• **Assignment**:
Search term "split": please copy every line of the records below that contains it.

(Saved data entries)
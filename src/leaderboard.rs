//! Leaderboard construction.
//!
//! Every leaderboard follows the same pipeline over a store snapshot:
//!
//! 1. emit (group key, value) pairs per entity type,
//! 2. group by key, keeping all values in first-seen order,
//! 3. compute the global average over every emitted value of *this*
//!    leaderboard type,
//! 4. per group: arithmetic average, Bayesian weighted rating, count,
//! 5. sort descending by weighted rating, then count, then average.
//!
//! Tracks, albums, genres and vibes aggregate raw rating values; the
//! artist board redistributes each track's events across its parsed
//! artists at the credit-split value. Because group membership differs,
//! each board recomputes its own global average instead of sharing one.
//!
//! Builders never fail: an empty store yields an empty board. Validation
//! happened at write time; a loaded snapshot is trusted.

use crate::artist::parse_artists;
use crate::cover;
use crate::score::{global_average, per_artist_rating, weighted_rating, MIN_RATINGS_DEFAULT};
use crate::store::StoreData;
use log::debug;
use serde::Serialize;
use std::collections::HashMap;

/// One row of the track leaderboard.
#[derive(Debug, Clone, Serialize)]
pub struct TrackEntry {
    pub title: String,
    pub artist: String,
    pub album: String,
    pub genre: Option<String>,
    /// Vibe of the most recent rating event, if that event carried one.
    pub mood: Option<String>,
    pub flag: Option<String>,
    pub favorite: bool,
    pub cover_path: String,
    pub avg_rating: f64,
    pub weighted_rating: f64,
    pub count: u32,
}

/// One row of the artist leaderboard.
#[derive(Debug, Clone, Serialize)]
pub struct ArtistEntry {
    pub artist: String,
    pub avg_rating: f64,
    pub weighted_rating: f64,
    pub count: u32,
}

/// One row of the album leaderboard.
#[derive(Debug, Clone, Serialize)]
pub struct AlbumEntry {
    pub album: String,
    pub artist: String,
    pub cover_path: String,
    pub avg_rating: f64,
    pub weighted_rating: f64,
    pub count: u32,
}

/// One row of the genre leaderboard.
#[derive(Debug, Clone, Serialize)]
pub struct GenreEntry {
    pub genre: String,
    pub avg_rating: f64,
    pub weighted_rating: f64,
    pub count: u32,
}

/// One row of the vibe leaderboard.
#[derive(Debug, Clone, Serialize)]
pub struct VibeEntry {
    pub vibe: String,
    pub avg_rating: f64,
    pub weighted_rating: f64,
    pub count: u32,
}

/// Aggregate of one group after step 4 of the pipeline.
struct Aggregate {
    avg_rating: f64,
    weighted_rating: f64,
    count: u32,
}

/// Groups values by string key, preserving first-seen key order so the
/// final sort is deterministic across runs given identical input order.
struct Groups {
    order: Vec<(String, Vec<f64>)>,
    index: HashMap<String, usize>,
}

impl Groups {
    fn new() -> Self {
        Self {
            order: Vec::new(),
            index: HashMap::new(),
        }
    }

    fn push(&mut self, key: &str, value: f64) {
        match self.index.get(key).copied() {
            Some(i) => self.order[i].1.push(value),
            None => {
                self.index.insert(key.to_string(), self.order.len());
                self.order.push((key.to_string(), vec![value]));
            }
        }
    }

    /// Runs steps 3-4: one global average over everything emitted, then
    /// per-group aggregates, in first-seen order.
    fn aggregate(self) -> Vec<(String, Aggregate)> {
        let global_avg = global_average(self.order.iter().map(|(_, v)| v));

        self.order
            .into_iter()
            .map(|(key, values)| {
                let count = values.len() as u32;
                let avg = values.iter().sum::<f64>() / f64::from(count);
                let weighted = weighted_rating(avg, count, global_avg, MIN_RATINGS_DEFAULT);
                (
                    key,
                    Aggregate {
                        avg_rating: avg,
                        weighted_rating: weighted,
                        count,
                    },
                )
            })
            .collect()
    }
}

/// Descending by weighted rating, ties broken by count, then average.
/// Stable sort, so ties beyond all three keys keep emission order.
fn sort_entries<T>(entries: &mut [T], key: impl Fn(&T) -> (f64, u32, f64)) {
    entries.sort_by(|a, b| {
        let (aw, ac, aa) = key(a);
        let (bw, bc, ba) = key(b);
        bw.total_cmp(&aw)
            .then(bc.cmp(&ac))
            .then(ba.total_cmp(&aa))
    });
}

/// Builds the track leaderboard. One group per record; raw values.
pub fn track_leaderboard(data: &StoreData) -> Vec<TrackEntry> {
    let global_avg = global_average(
        data.tracks
            .iter()
            .map(|t| t.ratings.iter().map(|r| f64::from(r.rating)).collect())
            .collect::<Vec<Vec<f64>>>()
            .iter(),
    );

    let mut entries: Vec<TrackEntry> = data
        .tracks
        .iter()
        .map(|track| {
            let count = track.ratings.len() as u32;
            let avg = track
                .ratings
                .iter()
                .map(|r| f64::from(r.rating))
                .sum::<f64>()
                / f64::from(count);

            TrackEntry {
                title: track.title.clone(),
                artist: track.artist.clone(),
                album: track.album.clone(),
                genre: track.genre.clone(),
                mood: track.current_mood().map(str::to_string),
                flag: track.flag.clone(),
                favorite: track.favorite,
                cover_path: track
                    .cover_path
                    .clone()
                    .unwrap_or_else(|| cover::cover_path(&track.album)),
                avg_rating: avg,
                weighted_rating: weighted_rating(avg, count, global_avg, MIN_RATINGS_DEFAULT),
                count,
            }
        })
        .collect();

    sort_entries(&mut entries, |e| (e.weighted_rating, e.count, e.avg_rating));
    debug!("built track leaderboard with {} entries", entries.len());
    entries
}

/// Builds the artist leaderboard.
///
/// Each record's credit string is parsed into individual artists; every
/// rating event contributes its credit-split value to *each* of them, so
/// a duo's 6/10 lands as 5.5 on both members.
pub fn artist_leaderboard(data: &StoreData) -> Vec<ArtistEntry> {
    let mut groups = Groups::new();

    for track in &data.tracks {
        let artists = parse_artists(&track.artist);
        let artist_count = artists.len();

        for event in &track.ratings {
            let split = per_artist_rating(f64::from(event.rating), artist_count);
            for artist in &artists {
                groups.push(artist, split);
            }
        }
    }

    let mut entries: Vec<ArtistEntry> = groups
        .aggregate()
        .into_iter()
        .map(|(artist, agg)| ArtistEntry {
            artist,
            avg_rating: agg.avg_rating,
            weighted_rating: agg.weighted_rating,
            count: agg.count,
        })
        .collect();

    sort_entries(&mut entries, |e| (e.weighted_rating, e.count, e.avg_rating));
    debug!("built artist leaderboard with {} entries", entries.len());
    entries
}

/// Builds the album leaderboard, keyed by the exact (album, artist) pair
/// so same-named albums by different artists stay apart. Raw values.
pub fn album_leaderboard(data: &StoreData) -> Vec<AlbumEntry> {
    let mut groups = Groups::new();
    // Display fields and recorded cover per group key, first record wins.
    let mut meta: HashMap<String, (String, String, Option<String>)> = HashMap::new();

    for track in &data.tracks {
        let key = format!("{}|||{}", track.album, track.artist);

        let entry = meta
            .entry(key.clone())
            .or_insert_with(|| (track.album.clone(), track.artist.clone(), None));
        if entry.2.is_none() {
            entry.2 = track.cover_path.clone();
        }

        for event in &track.ratings {
            groups.push(&key, f64::from(event.rating));
        }
    }

    let mut entries: Vec<AlbumEntry> = groups
        .aggregate()
        .into_iter()
        .map(|(key, agg)| {
            let (album, artist, recorded_cover) =
                meta.remove(&key).expect("meta tracked for every group");
            let cover_path = recorded_cover.unwrap_or_else(|| cover::cover_path(&album));
            AlbumEntry {
                album,
                artist,
                cover_path,
                avg_rating: agg.avg_rating,
                weighted_rating: agg.weighted_rating,
                count: agg.count,
            }
        })
        .collect();

    sort_entries(&mut entries, |e| (e.weighted_rating, e.count, e.avg_rating));
    debug!("built album leaderboard with {} entries", entries.len());
    entries
}

/// Builds the genre leaderboard. Records without a genre are skipped;
/// that is missing grouping data, not an error. Raw values.
pub fn genre_leaderboard(data: &StoreData) -> Vec<GenreEntry> {
    let mut groups = Groups::new();

    for track in &data.tracks {
        let Some(genre) = &track.genre else { continue };
        for event in &track.ratings {
            groups.push(genre, f64::from(event.rating));
        }
    }

    let mut entries: Vec<GenreEntry> = groups
        .aggregate()
        .into_iter()
        .map(|(genre, agg)| GenreEntry {
            genre,
            avg_rating: agg.avg_rating,
            weighted_rating: agg.weighted_rating,
            count: agg.count,
        })
        .collect();

    sort_entries(&mut entries, |e| (e.weighted_rating, e.count, e.avg_rating));
    debug!("built genre leaderboard with {} entries", entries.len());
    entries
}

/// Builds the vibe leaderboard. Each event contributes its raw rating to
/// every vibe it carries; events without vibes are skipped.
pub fn vibe_leaderboard(data: &StoreData) -> Vec<VibeEntry> {
    let mut groups = Groups::new();

    for track in &data.tracks {
        for event in &track.ratings {
            for vibe in &event.vibes {
                groups.push(vibe, f64::from(event.rating));
            }
        }
    }

    let mut entries: Vec<VibeEntry> = groups
        .aggregate()
        .into_iter()
        .map(|(vibe, agg)| VibeEntry {
            vibe,
            avg_rating: agg.avg_rating,
            weighted_rating: agg.weighted_rating,
            count: agg.count,
        })
        .collect();

    sort_entries(&mut entries, |e| (e.weighted_rating, e.count, e.avg_rating));
    debug!("built vibe leaderboard with {} entries", entries.len());
    entries
}

/// Vibe names ordered by most recent use, unique, newest first.
pub fn recent_vibes(data: &StoreData, limit: usize) -> Vec<String> {
    let mut stamped: Vec<(&str, &str)> = Vec::new();
    for track in &data.tracks {
        for event in &track.ratings {
            for vibe in &event.vibes {
                stamped.push((vibe, &event.timestamp));
            }
        }
    }

    // RFC 3339 timestamps in UTC sort correctly as strings.
    stamped.sort_by(|a, b| b.1.cmp(a.1));

    let mut seen = std::collections::HashSet::new();
    stamped
        .into_iter()
        .filter(|(vibe, _)| seen.insert(*vibe))
        .map(|(vibe, _)| vibe.to_string())
        .take(limit)
        .collect()
}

• **Expected answer**:
//! artists at the credit-split value. Because group membership differs,
/// rating event contributes its credit-split value to *each* of them, so
            let split = per_artist_rating(f64::from(event.rating), artist_count);
                groups.push(artist, split);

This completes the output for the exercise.